Exercise brief → Every line from the beginning of the records below up to the one holding "#[arg(long, default_value_t = 1920.0)]" should be quoted exactly; leave out the rest.

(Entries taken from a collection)
*** Block opens ***
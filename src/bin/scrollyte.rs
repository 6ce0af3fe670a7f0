use std::{
    fs::File,
    io::{BufReader, Write as _},
    path::{Path, PathBuf},
};

use anyhow::Context as _;
use clap::{Args, Parser, Subcommand};
use tracing_subscriber::EnvFilter;

#[derive(Parser, Debug)]
#[command(name = "scrollyte", version)]
struct Cli {
    /// Log at debug level (overridden by `RUST_LOG`).
    #[arg(long, global = true)]
    verbose: bool,

    #[command(subcommand)]
    cmd: Command,
}

#[derive(Subcommand, Debug)]
enum Command {
    /// Validate a scene JSON and print the schema report.
    Validate(SceneArgs),
    /// Print focal/layer overlap warnings for every section.
    Overlap(OverlapArgs),
    /// Print derived scroll heights, zones and card thresholds.
    Timing(TimingArgs),
    /// Step through the scroll range and print one visibility record per tick.
    Simulate(SimulateArgs),
}

#[derive(Args, Debug)]
struct SceneArgs {
    /// Input scene JSON.
    #[arg(long = "in")]
    in_path: PathBuf,
}

#[derive(Args, Debug, Clone, Copy)]
struct ViewportArgs {
    /// Viewport width in pixels.
    #[arg(long, default_value_t = 1920.0)]
    width: f64,

    /// Viewport height in pixels.
    #[arg(long, default_value_t = 1080.0)]
    height: f64,
}

impl ViewportArgs {
    fn viewport(self) -> anyhow::Result<scrollyte::Viewport> {
        Ok(scrollyte::Viewport::new(self.width, self.height)?)
    }
}

#[derive(Args, Debug)]
struct OverlapArgs {
    /// Input scene JSON.
    #[arg(long = "in")]
    in_path: PathBuf,

    #[command(flatten)]
    viewport: ViewportArgs,
}

#[derive(Args, Debug)]
struct TimingArgs {
    /// Input scene JSON; without it a table for 0..=4 cards is printed.
    #[arg(long = "in")]
    in_path: Option<PathBuf>,

    /// Timing constants JSON overriding the defaults.
    #[arg(long)]
    timing: Option<PathBuf>,

    #[command(flatten)]
    viewport: ViewportArgs,
}

#[derive(Args, Debug)]
struct SimulateArgs {
    /// Input scene JSON.
    #[arg(long = "in")]
    in_path: PathBuf,

    /// Timing constants JSON overriding the defaults.
    #[arg(long)]
    timing: Option<PathBuf>,

    #[command(flatten)]
    viewport: ViewportArgs,

    /// Scroll distance between ticks, in pixels.
    #[arg(long, default_value_t = 120.0)]
    step: f64,

    /// Simulated time between ticks, in milliseconds.
    #[arg(long, default_value_t = 16)]
    tick_ms: u64,
}

fn main() -> anyhow::Result<()> {
    let cli = Cli::parse();
    init_tracing(cli.verbose);
    match cli.cmd {
        Command::Validate(args) => cmd_validate(args),
        Command::Overlap(args) => cmd_overlap(args),
        Command::Timing(args) => cmd_timing(args),
        Command::Simulate(args) => cmd_simulate(args),
    }
}

fn init_tracing(verbose: bool) {
    let fallback = if verbose { "scrollyte=debug" } else { "warn" };
    let filter = EnvFilter::try_from_default_env().unwrap_or_else(|_| EnvFilter::new(fallback));
    tracing_subscriber::fmt()
        .with_env_filter(filter)
        .with_writer(std::io::stderr)
        .init();
}

fn read_scene(path: &Path) -> anyhow::Result<scrollyte::Scene> {
    let f = File::open(path).with_context(|| format!("open scene '{}'", path.display()))?;
    scrollyte::Scene::from_reader(BufReader::new(f))
        .with_context(|| format!("load scene '{}'", path.display()))
}

fn read_timing(path: Option<&Path>) -> anyhow::Result<scrollyte::TimingConstants> {
    match path {
        Some(p) => scrollyte::TimingConstants::from_path(p)
            .with_context(|| format!("load timing constants '{}'", p.display())),
        None => Ok(scrollyte::TimingConstants::default()),
    }
}

fn print_json(value: &impl serde::Serialize) -> anyhow::Result<()> {
    let mut out = std::io::stdout().lock();
    serde_json::to_writer_pretty(&mut out, value).context("write JSON to stdout")?;
    writeln!(out).context("write JSON to stdout")?;
    Ok(())
}

fn cmd_validate(args: SceneArgs) -> anyhow::Result<()> {
    let path = &args.in_path;
    let f = File::open(path).with_context(|| format!("open scene '{}'", path.display()))?;
    let value: serde_json::Value =
        serde_json::from_reader(BufReader::new(f)).with_context(|| "parse scene JSON")?;

    let report = scrollyte::validate_schema(&value);
    print_json(&report)?;
    if !report.valid {
        anyhow::bail!(
            "scene '{}' has {} schema error(s)",
            path.display(),
            report.errors.len()
        );
    }
    Ok(())
}

fn cmd_overlap(args: OverlapArgs) -> anyhow::Result<()> {
    let scene = read_scene(&args.in_path)?;
    let opts = scrollyte::OverlapOpts {
        viewport: args.viewport.viewport()?,
        ..scrollyte::OverlapOpts::default()
    };
    let report = scrollyte::validate_all_sections(&scene, &opts);
    print_json(&report)
}

#[derive(serde::Serialize)]
struct TimingRow {
    section: Option<String>,
    cards: usize,
    hold_vh: f64,
    fade_vh: f64,
    height_vh: u32,
    card_thresholds_px: Vec<f64>,
}

fn cmd_timing(args: TimingArgs) -> anyhow::Result<()> {
    let timing = read_timing(args.timing.as_deref())?;
    let viewport = args.viewport.viewport()?;
    let fraction = scrollyte::DEFAULT_FADE_ZONE_FRACTION;
    let thresholds = |cards: usize| -> Vec<f64> {
        (0..cards)
            .map(|i| timing.card_threshold(viewport.height, i).threshold_px)
            .collect()
    };

    let mut rows = Vec::new();
    match &args.in_path {
        Some(path) => {
            let scene = read_scene(path)?;
            let last = scene.sections.len().saturating_sub(1);
            for (i, section) in scene.sections.iter().enumerate() {
                let cards = section.card_count();
                let (hold, fade) = timing
                    .zone_bounds_vh(&section.scroll, cards, fraction)
                    .with_context(|| format!("resolve zones of section '{}'", section.id))?;
                let height_vh = match section.scroll.height_vh {
                    Some(h) => h,
                    None => timing.section_scroll_height(cards, i == last, fade),
                };
                rows.push(TimingRow {
                    section: Some(section.id.clone()),
                    cards,
                    hold_vh: hold.0,
                    fade_vh: fade.0,
                    height_vh,
                    card_thresholds_px: thresholds(cards),
                });
            }
        }
        None => {
            for cards in 0..=4 {
                let (hold, fade) =
                    timing.zone_bounds_vh(&scrollyte::ScrollConfig::default(), cards, fraction)?;
                rows.push(TimingRow {
                    section: None,
                    cards,
                    hold_vh: hold.0,
                    fade_vh: fade.0,
                    height_vh: timing.section_scroll_height(cards, false, fade),
                    card_thresholds_px: thresholds(cards),
                });
            }
        }
    }

    print_json(&serde_json::json!({
        "viewport": viewport,
        "constants": timing,
        "rows": rows,
    }))
}

fn cmd_simulate(args: SimulateArgs) -> anyhow::Result<()> {
    if !args.step.is_finite() || args.step <= 0.0 {
        anyhow::bail!("--step must be > 0 (got {})", args.step);
    }
    let mut scene = read_scene(&args.in_path)?;
    let timing = read_timing(args.timing.as_deref())?;
    let viewport = args.viewport.viewport()?;

    let opts = scrollyte::ControllerOpts {
        timing,
        ..scrollyte::ControllerOpts::default()
    };
    scene
        .resolve_scroll_heights(&opts.timing, opts.default_fade_zone_fraction)
        .context("derive scroll heights")?;
    let layout = scrollyte::ScrollLayout::new(&scene, viewport)?;
    let mut controller = scrollyte::ScrollController::setup(&scene, opts)?;
    let mut store = scrollyte::InMemoryVisualStore::new();

    let mut out = std::io::stdout().lock();
    let max_scroll = layout.max_scroll_px();
    let mut scroll_y = 0.0;
    let mut now_ms = 0;
    let mut first = true;
    loop {
        let input = layout.tick_input(scroll_y, now_ms);
        let report = if first {
            first = false;
            controller.on_load(&input, &mut store)?
        } else {
            controller.on_scroll(&input, &mut store)?
        };

        let sections: Vec<_> = store
            .iter()
            .filter(|(_, v)| v.painted)
            .map(|(id, v)| serde_json::json!({ "id": id, "state": v.state, "opacity": v.opacity }))
            .collect();
        let record = serde_json::json!({
            "scroll_y": scroll_y,
            "now_ms": now_ms,
            "sections": sections,
            "trailing_opacity": store.trailing_opacity(),
            "events": report.events,
        });
        serde_json::to_writer(&mut out, &record).context("write trace to stdout")?;
        writeln!(out).context("write trace to stdout")?;

        if scroll_y >= max_scroll {
            break;
        }
        scroll_y = (scroll_y + args.step).min(max_scroll);
        now_ms += args.tick_ms;
    }
    Ok(())
}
*** Block closes ***
Reply to the exercise →
filename src/bin/scrollyte.rs
repository 6ce0af3fe670a7f0
use std::{
    fs::File,
    io::{BufReader, Write as _},
    path::{Path, PathBuf},
};

use anyhow::Context as _;
use clap::{Args, Parser, Subcommand};
use tracing_subscriber::EnvFilter;

#[derive(Parser, Debug)]
#[command(name = "scrollyte", version)]
struct Cli {
    /// Log at debug level (overridden by `RUST_LOG`).
    #[arg(long, global = true)]
    verbose: bool,

    #[command(subcommand)]
    cmd: Command,
}

#[derive(Subcommand, Debug)]
enum Command {
    /// Validate a scene JSON and print the schema report.
    Validate(SceneArgs),
    /// Print focal/layer overlap warnings for every section.
    Overlap(OverlapArgs),
    /// Print derived scroll heights, zones and card thresholds.
    Timing(TimingArgs),
    /// Step through the scroll range and print one visibility record per tick.
    Simulate(SimulateArgs),
}

#[derive(Args, Debug)]
struct SceneArgs {
    /// Input scene JSON.
    #[arg(long = "in")]
    in_path: PathBuf,
}

#[derive(Args, Debug, Clone, Copy)]
struct ViewportArgs {
    /// Viewport width in pixels.
    #[arg(long, default_value_t = 1920.0)]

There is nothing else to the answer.